*** Opening Task data ***

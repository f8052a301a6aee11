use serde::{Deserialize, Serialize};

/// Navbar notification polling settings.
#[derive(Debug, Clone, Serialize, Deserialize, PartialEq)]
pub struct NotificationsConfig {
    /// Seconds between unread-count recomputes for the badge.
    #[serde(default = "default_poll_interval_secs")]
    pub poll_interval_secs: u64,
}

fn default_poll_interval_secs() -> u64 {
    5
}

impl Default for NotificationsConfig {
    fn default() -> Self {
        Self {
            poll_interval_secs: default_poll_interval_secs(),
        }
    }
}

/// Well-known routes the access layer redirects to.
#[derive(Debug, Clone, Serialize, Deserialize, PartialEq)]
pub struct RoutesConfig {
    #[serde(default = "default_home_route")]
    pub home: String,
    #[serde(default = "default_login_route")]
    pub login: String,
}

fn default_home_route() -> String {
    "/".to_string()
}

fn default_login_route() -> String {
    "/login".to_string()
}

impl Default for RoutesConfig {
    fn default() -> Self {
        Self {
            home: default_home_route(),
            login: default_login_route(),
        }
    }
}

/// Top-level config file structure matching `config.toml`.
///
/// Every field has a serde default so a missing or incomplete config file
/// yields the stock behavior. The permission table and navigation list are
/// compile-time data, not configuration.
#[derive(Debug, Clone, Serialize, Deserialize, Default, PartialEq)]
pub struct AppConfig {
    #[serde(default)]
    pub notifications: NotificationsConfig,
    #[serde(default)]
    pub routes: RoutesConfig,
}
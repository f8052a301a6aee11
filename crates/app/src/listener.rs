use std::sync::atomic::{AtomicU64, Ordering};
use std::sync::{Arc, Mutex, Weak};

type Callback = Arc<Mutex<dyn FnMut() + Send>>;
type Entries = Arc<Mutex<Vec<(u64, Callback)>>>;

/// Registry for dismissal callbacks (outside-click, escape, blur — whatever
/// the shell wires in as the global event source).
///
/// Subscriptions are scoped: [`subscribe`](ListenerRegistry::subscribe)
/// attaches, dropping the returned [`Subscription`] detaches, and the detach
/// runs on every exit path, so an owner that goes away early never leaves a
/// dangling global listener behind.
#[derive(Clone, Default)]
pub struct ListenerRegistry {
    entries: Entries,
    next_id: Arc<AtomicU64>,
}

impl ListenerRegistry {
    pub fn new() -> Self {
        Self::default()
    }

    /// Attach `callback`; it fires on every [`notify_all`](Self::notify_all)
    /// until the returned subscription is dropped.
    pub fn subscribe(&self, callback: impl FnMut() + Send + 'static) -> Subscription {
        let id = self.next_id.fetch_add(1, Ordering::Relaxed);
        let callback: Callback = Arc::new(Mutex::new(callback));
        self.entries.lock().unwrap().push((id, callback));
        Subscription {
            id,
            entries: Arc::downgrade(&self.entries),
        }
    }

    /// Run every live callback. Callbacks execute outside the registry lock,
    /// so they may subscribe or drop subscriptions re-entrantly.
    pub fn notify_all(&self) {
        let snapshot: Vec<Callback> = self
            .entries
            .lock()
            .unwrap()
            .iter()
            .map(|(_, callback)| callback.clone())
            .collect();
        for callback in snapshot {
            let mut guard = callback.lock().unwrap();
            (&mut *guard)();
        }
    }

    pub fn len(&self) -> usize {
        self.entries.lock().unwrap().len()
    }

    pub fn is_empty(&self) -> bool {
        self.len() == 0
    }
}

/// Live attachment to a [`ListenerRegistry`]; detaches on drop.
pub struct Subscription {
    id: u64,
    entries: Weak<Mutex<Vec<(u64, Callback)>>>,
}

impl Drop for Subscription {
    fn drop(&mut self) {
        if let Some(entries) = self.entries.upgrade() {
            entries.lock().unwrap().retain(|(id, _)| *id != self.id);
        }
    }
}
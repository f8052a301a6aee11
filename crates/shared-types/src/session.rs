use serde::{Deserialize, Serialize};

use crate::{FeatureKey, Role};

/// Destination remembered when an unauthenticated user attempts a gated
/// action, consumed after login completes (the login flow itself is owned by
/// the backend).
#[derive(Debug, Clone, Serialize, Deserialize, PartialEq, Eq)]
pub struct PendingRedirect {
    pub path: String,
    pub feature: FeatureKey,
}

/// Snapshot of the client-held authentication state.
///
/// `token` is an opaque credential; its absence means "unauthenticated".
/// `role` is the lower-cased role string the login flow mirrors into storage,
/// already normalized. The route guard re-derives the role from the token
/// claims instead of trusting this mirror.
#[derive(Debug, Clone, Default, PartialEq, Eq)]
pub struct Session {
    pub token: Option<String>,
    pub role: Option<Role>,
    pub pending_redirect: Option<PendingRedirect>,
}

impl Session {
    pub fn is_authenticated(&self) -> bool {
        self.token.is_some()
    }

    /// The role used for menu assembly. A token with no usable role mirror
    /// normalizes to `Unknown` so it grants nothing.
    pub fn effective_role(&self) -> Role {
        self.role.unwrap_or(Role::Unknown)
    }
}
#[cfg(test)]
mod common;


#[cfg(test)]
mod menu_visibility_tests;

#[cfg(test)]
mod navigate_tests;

*** Closing Task data ***

What is required: In the entries above, how many lines include the word "Option"? Give only that number.

Answer to this exercise: 3